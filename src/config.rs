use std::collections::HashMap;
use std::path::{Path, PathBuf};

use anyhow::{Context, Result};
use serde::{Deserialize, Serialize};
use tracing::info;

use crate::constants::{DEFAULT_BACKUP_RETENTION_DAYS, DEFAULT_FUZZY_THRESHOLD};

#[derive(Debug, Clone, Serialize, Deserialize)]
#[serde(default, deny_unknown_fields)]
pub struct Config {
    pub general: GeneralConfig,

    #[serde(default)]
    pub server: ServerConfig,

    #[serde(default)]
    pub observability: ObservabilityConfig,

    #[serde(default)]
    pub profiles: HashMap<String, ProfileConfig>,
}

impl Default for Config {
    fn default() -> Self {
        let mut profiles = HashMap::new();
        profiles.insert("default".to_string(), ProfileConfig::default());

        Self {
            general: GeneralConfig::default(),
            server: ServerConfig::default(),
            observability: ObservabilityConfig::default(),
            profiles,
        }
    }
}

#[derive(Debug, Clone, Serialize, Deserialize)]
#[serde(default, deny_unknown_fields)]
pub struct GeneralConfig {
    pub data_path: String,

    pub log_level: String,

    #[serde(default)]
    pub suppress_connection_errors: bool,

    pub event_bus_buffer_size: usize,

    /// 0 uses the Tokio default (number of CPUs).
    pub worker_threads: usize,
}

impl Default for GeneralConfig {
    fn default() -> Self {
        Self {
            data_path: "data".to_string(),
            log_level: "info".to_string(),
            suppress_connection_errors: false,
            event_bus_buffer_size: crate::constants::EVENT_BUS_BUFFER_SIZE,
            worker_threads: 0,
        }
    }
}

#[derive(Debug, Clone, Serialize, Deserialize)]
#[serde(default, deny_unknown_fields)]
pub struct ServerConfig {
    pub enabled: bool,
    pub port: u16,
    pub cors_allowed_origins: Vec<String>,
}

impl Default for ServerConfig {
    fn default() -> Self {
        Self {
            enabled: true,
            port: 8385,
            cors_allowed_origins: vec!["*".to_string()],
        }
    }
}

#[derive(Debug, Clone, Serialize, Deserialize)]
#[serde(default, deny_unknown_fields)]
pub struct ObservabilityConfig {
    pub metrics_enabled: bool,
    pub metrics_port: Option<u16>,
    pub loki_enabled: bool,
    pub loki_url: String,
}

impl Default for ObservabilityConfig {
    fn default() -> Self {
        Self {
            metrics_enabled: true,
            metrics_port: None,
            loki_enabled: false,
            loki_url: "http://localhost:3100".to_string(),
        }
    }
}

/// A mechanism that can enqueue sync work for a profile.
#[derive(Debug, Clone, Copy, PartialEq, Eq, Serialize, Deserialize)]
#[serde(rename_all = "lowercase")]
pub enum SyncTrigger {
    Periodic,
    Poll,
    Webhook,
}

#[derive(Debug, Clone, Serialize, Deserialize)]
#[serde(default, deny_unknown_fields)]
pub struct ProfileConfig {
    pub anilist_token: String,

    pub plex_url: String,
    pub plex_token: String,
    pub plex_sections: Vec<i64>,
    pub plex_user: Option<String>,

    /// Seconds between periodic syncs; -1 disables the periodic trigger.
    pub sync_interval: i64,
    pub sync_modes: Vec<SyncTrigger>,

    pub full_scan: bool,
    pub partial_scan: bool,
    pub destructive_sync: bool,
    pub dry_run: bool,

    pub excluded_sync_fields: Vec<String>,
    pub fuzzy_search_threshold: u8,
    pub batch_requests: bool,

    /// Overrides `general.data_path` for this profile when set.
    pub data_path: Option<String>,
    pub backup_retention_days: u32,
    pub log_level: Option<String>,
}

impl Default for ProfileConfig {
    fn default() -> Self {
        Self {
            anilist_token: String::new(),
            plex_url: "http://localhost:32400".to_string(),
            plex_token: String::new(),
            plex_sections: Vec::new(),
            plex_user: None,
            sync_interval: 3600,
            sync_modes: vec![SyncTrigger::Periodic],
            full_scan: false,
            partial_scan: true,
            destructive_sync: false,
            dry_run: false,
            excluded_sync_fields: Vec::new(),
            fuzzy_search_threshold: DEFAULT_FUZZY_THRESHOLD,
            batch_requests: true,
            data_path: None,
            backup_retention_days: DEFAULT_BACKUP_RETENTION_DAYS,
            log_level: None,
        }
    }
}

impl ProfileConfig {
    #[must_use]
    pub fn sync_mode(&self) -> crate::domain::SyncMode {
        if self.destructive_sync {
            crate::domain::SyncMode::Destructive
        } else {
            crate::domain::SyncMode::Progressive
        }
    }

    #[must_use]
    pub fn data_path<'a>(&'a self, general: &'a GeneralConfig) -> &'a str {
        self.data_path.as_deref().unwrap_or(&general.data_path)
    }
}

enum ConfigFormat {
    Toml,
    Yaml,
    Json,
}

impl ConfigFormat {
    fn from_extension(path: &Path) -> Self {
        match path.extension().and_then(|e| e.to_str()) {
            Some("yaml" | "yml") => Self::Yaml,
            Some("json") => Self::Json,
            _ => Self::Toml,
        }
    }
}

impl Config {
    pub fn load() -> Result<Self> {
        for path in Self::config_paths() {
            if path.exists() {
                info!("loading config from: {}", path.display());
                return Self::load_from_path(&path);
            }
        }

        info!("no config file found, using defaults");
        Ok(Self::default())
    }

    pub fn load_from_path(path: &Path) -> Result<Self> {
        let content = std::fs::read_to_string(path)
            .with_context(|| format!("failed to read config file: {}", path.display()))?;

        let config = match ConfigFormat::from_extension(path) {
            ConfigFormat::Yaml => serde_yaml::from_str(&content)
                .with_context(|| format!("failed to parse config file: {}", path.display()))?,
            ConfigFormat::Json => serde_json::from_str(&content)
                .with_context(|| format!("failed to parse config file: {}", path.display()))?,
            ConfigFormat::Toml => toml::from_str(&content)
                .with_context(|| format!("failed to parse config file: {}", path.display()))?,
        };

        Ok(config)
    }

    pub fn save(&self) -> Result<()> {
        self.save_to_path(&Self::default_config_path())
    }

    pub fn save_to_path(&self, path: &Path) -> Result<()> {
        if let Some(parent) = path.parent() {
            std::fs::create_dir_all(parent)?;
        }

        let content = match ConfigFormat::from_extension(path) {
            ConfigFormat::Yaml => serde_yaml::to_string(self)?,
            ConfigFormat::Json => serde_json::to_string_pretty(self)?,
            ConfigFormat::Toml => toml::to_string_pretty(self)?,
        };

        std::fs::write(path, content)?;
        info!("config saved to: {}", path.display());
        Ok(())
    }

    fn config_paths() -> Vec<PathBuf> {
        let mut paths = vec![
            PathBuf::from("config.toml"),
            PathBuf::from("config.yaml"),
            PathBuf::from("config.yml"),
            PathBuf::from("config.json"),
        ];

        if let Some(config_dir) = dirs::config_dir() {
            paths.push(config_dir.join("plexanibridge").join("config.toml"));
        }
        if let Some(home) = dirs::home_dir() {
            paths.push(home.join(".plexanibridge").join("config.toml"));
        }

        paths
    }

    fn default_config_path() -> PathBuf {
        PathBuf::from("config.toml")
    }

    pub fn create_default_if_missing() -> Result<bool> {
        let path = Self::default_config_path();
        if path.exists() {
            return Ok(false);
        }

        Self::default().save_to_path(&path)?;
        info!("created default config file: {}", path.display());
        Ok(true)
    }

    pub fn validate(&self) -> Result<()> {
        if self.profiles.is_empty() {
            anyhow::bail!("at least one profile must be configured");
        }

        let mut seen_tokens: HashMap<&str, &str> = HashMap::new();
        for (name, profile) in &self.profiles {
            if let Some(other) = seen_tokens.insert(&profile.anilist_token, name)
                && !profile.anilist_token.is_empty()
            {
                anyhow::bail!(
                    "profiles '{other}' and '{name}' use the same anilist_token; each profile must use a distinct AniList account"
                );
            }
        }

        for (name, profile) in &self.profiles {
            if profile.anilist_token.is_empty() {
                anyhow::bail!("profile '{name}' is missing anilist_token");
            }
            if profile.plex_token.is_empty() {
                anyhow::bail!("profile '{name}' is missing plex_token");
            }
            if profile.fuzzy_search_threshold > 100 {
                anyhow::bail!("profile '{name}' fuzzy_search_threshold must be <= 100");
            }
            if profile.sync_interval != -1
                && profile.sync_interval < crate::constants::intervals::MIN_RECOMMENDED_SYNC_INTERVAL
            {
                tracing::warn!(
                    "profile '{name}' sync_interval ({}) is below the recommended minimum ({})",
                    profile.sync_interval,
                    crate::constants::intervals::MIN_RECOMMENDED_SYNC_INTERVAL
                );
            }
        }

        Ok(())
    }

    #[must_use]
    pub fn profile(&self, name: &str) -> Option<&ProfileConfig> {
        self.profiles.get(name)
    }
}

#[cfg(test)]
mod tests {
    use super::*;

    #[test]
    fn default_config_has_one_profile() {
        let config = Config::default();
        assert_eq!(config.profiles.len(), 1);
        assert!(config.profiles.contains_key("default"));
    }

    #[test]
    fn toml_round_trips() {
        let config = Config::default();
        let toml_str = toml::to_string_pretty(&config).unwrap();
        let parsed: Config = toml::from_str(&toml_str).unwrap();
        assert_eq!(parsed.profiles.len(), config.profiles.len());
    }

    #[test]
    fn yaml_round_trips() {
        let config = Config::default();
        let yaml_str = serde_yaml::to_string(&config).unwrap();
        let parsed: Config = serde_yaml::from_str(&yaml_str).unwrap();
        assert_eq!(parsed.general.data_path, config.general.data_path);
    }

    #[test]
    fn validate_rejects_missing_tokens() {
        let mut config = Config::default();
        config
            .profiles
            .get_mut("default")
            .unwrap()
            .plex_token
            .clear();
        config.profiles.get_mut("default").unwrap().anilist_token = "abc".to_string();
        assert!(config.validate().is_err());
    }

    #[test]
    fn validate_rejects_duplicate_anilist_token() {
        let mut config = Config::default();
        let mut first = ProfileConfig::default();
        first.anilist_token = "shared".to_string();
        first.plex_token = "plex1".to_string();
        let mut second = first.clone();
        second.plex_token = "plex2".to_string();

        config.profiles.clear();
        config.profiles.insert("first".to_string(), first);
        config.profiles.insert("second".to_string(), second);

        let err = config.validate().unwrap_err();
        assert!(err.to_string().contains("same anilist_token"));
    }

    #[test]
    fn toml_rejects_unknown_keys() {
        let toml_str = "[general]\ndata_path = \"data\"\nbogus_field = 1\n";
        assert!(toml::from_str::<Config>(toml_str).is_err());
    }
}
----
> Task item
Return each line from the material that includes the string "parent".

> Completed task
        if let Some(parent) = path.parent() {
            std::fs::create_dir_all(parent)?;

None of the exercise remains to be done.